How do we understand when AI chatbots fail at supporting users’ mental health?

Bridging the gap in understanding between clinicians and AI researchers

Apr 29, 2026

[I wrote this article without using AI for writing support, except for looking up some references that I cross-checked.]

We’ve all heard about the heartbreaking cases where people have completed suicide, and their interaction with an AI chatbot substantially aided that process (CBS News, 2026; CNN Business, 2026). “AI-induced psychosis” is becoming a well-known term (Nichols et al., 2026; Jutla et al., 2025). How do we, as clinicians, approach the issue of clients using AI?

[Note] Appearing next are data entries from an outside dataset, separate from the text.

//! `DeedDrafter` - A drafting service for Tamil property documents
//!
//! This crate backs a browser form for mortgage deeds, sale agreements and sale
//! deeds: it validates the form, renders the Tamil deed text, stores drafts in
//! `SQLite`, and exports a print view and a Word file.

// Deny the most critical lints that could lead to bugs or security issues
#![deny(
    // Security and correctness
    unsafe_code,
    unsafe_op_in_unsafe_fn,

    // Code quality - things that are almost always bugs
    unreachable_code,
    unreachable_patterns,
    unused_must_use,

    // Documentation - broken links are bugs
    rustdoc::broken_intra_doc_links,
    rustdoc::private_intra_doc_links,
)]
// Warn on things that should be fixed but aren't necessarily bugs
#![warn(
    // Documentation - missing docs should be added gradually
    missing_docs,

    // Clippy categories for overall code quality
    clippy::all,
    clippy::pedantic,
    clippy::nursery,

    // Performance
    clippy::inefficient_to_string,
    clippy::large_types_passed_by_value,
    clippy::needless_pass_by_value,
    clippy::unnecessary_wraps,

    // Correctness
    clippy::clone_on_ref_ptr,
    clippy::dbg_macro,
    clippy::exit,
    clippy::expect_used,
    clippy::float_cmp,
    clippy::panic,
    clippy::todo,
    clippy::unimplemented,
    clippy::unwrap_used,

    // Complexity and readability
    clippy::cognitive_complexity,
    clippy::large_enum_variant,
    clippy::match_same_arms,
    clippy::too_many_lines,

    // Style consistency
    clippy::enum_glob_use,
    clippy::inconsistent_struct_constructor,
    clippy::missing_errors_doc,
    clippy::missing_panics_doc,
    clippy::must_use_candidate,
    clippy::redundant_closure_for_method_calls,
    clippy::semicolon_if_nothing_returned,
    clippy::wildcard_imports,

    // Future compatibility
    future_incompatible,
    rust_2018_idioms,
)]
// Allow some pedantic lints that are too noisy or not applicable
#![allow(
    clippy::module_name_repetitions,  // Common pattern in Rust
    clippy::missing_errors_doc,        // Will add gradually
    clippy::missing_panics_doc,        // Will add gradually
)]

// Note: `missing_docs` is set to `warn` instead of `deny` because
// macro-generated entity code doesn't include docs.

/// HTTP interface - axum router, handlers and response envelope
pub mod api;
/// Configuration management for database and application settings
pub mod config;
/// Core business logic - framework-agnostic validation, rendering and persistence
pub mod core;
/// SeaORM entity definitions for database tables
pub mod entities;
/// Unified error types and result handling
pub mod errors;

#[cfg(test)]
pub mod test_utils;
//! Sub-Registrar Office entity - government registration offices, per district.

use sea_orm::entity::prelude::*;
use serde::{Deserialize, Serialize};

/// Sub-Registrar Office database model
#[derive(Clone, Debug, PartialEq, Eq, DeriveEntityModel, Serialize, Deserialize)]
#[sea_orm(table_name = "sub_registrar_offices")]
pub struct Model {
    #[sea_orm(primary_key)]
    pub id: i64,
    pub district_id: i64,
    pub name: String,
}

/// Defines relationships between `SubRegistrarOffice` and other entities
#[derive(Copy, Clone, Debug, EnumIter, DeriveRelation)]
pub enum Relation {
    /// Each office belongs to one district
    #[sea_orm(
        belongs_to = "super::district::Entity",
        from = "Column::DistrictId",
        to = "super::district::Column::Id"
    )]
    District,
}

impl Related<super::district::Entity> for Entity {
    fn to() -> RelationDef {
        Relation::District.def()
    }
}

impl ActiveModelBehavior for ActiveModel {}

I am glad to see that clinicians started speaking out about the dangers that AI use poses. Some voices I hear are clinicians wanting to tell clients to just stop using AI for mental health support. I understand the sentiment. Human connection is paramount for healing. But the reality is that many clients won’t stop. AI is becoming so embedded into our lives that it’s already nearly impossible not to interact with it in our everyday life. Personally I want to understand more about what’s happening and how, with a goal to help clients who use AI to do it in the most supportive way possible.

One issue at the intersection of AI and mental health is that AI is an advanced technology, and a lot of us, clinicians, are not versed in it, let alone feel comfortable with understanding the advances. (Given how fast this technology is advancing, I suspect very few people feel “on top of it” when it comes to the advances of AI technology.) The AI world has its jargon and its way of thinking that create a divide between what AI researchers are doing in the area of mental health and what’s accessible to mental health clinicians.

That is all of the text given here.